(Items from a dataset)
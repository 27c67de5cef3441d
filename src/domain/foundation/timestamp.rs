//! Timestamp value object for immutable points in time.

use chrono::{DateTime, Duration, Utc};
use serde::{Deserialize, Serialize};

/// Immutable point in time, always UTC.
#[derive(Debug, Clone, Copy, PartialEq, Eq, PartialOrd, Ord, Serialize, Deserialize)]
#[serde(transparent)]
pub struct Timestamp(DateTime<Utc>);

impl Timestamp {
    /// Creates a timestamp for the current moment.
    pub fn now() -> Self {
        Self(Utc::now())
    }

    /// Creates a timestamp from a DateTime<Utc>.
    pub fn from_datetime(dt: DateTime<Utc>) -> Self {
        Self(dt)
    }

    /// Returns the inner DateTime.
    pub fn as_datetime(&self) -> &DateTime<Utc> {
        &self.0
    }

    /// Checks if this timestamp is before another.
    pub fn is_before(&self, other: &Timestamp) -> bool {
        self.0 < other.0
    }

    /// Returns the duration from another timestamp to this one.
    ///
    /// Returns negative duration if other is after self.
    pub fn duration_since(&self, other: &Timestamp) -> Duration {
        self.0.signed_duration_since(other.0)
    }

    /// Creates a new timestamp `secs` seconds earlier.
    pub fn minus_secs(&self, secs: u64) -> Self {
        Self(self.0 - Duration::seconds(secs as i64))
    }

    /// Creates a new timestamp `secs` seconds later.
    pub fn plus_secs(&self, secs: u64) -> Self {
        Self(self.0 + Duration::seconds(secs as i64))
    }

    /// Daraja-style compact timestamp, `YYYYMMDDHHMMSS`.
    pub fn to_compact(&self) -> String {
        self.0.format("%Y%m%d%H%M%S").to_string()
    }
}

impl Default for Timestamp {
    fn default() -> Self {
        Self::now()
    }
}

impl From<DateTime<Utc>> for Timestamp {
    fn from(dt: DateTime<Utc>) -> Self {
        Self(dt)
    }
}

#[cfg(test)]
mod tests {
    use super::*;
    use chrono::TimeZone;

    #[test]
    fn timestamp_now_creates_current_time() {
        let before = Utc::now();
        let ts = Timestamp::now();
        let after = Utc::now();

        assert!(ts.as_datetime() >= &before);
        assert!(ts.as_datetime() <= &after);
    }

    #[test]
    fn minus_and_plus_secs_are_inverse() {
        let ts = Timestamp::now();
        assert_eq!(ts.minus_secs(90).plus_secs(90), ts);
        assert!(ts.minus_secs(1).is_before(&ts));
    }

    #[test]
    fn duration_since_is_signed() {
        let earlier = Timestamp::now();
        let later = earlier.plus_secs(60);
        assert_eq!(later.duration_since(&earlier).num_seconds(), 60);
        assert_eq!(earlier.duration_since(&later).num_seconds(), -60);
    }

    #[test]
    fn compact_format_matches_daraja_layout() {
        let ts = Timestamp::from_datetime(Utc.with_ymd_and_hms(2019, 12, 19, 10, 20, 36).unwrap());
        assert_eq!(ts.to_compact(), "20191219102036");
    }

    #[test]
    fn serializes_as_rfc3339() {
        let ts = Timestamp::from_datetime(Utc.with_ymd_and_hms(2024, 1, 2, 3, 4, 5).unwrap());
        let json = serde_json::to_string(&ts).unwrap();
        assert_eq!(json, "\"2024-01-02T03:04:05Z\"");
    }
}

...

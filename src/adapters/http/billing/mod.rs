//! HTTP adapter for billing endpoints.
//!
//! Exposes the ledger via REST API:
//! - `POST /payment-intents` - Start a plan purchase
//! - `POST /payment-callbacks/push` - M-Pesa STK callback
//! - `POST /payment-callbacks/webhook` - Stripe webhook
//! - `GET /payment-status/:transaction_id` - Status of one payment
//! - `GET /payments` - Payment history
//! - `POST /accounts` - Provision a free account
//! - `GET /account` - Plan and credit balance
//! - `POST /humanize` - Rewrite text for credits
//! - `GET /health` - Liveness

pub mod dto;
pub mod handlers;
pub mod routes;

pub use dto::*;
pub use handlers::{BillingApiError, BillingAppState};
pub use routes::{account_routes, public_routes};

Activity »
Could you write out, exactly as they stand, only the lines above that begin at the line with "repository 27c67de5cef3441d" and stop after the line with "time, always UTC."?

Response area »
repository 27c67de5cef3441d
filename src/domain/foundation/timestamp.rs
//! Timestamp value object for immutable points in time.

use chrono::{DateTime, Duration, Utc};
use serde::{Deserialize, Serialize};

/// Immutable point in time, always UTC.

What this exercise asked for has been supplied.